Analysis of variable region of T-cell receptor beta chain usage in the human anti-porcine xenoresponse.

Abstract

The human xenoreactive T-cell receptor (TCR) repertoire is not well documented. The aim of this study was to analyze the TCR repertoire in human anti-porcine xenoresponses. Peripheral blood lymphocytes (PBLs) from healthy donors were used to generate human T-cell lines against two different haplotypes of inbred Yucatan miniature swine (y/y and z/z). The variable region of TCR beta-chain (Vbeta) gene usage was determined by fluorescence CDR3 spectrotyping. TCR Vbeta usage of an established human antiporcine T-cell line analyzed at weeks 5, 7, and 9 showed a sequential increase in Vbeta 1, 2, 6.2, 11, and 19 as compared to unprimed peripheral blood lymphocytes, whereas the usage of other Vbetas decreased. The selection of limited Vbeta genes correlated with the sequential increase in the specific lysis of the T-cell line, suggesting a non-random clonal selection and expansion of T-cell clones that recognized porcine targets.

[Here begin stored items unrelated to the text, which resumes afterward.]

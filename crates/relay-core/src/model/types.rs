use serde::{Deserialize, Serialize};

#[derive(Clone, Copy, Debug, PartialEq, Eq, Serialize, Deserialize)]
#[serde(rename_all = "lowercase")]
pub enum ChatRole {
    System,
    User,
    Assistant,
}

impl ChatRole {
    pub fn as_str(self) -> &'static str {
        match self {
            ChatRole::System => "system",
            ChatRole::User => "user",
            ChatRole::Assistant => "assistant",
        }
    }
}

/// One stored conversation turn.
#[derive(Clone, Debug, PartialEq, Eq, Serialize, Deserialize)]
pub struct ChatMessage {
    pub role: ChatRole,
    pub content: String,
    /// RFC3339 UTC timestamp of when the entry was stored.
    pub timestamp: String,
}

impl ChatMessage {
    pub fn user(content: impl Into<String>) -> Self {
        Self::new(ChatRole::User, content)
    }

    pub fn assistant(content: impl Into<String>) -> Self {
        Self::new(ChatRole::Assistant, content)
    }

    pub fn new(role: ChatRole, content: impl Into<String>) -> Self {
        Self {
            role,
            content: content.into(),
            timestamp: crate::utils::iso_timestamp_utc(),
        }
    }
}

Different Vbeta restriction was found using the same peripheral blood lymphocytes against a different haplotype of swine, indicating this selection of Vbeta gene was swine leukocyte antigen-dependent. There is restricted TCR Vbeta usage in the human anti-porcine response, suggesting that a limited number of xenogeneic epitopes are recognized by human T cells. The selection of particular TCR Vbeta clonotypes depends on the swine leukocyte antigen background.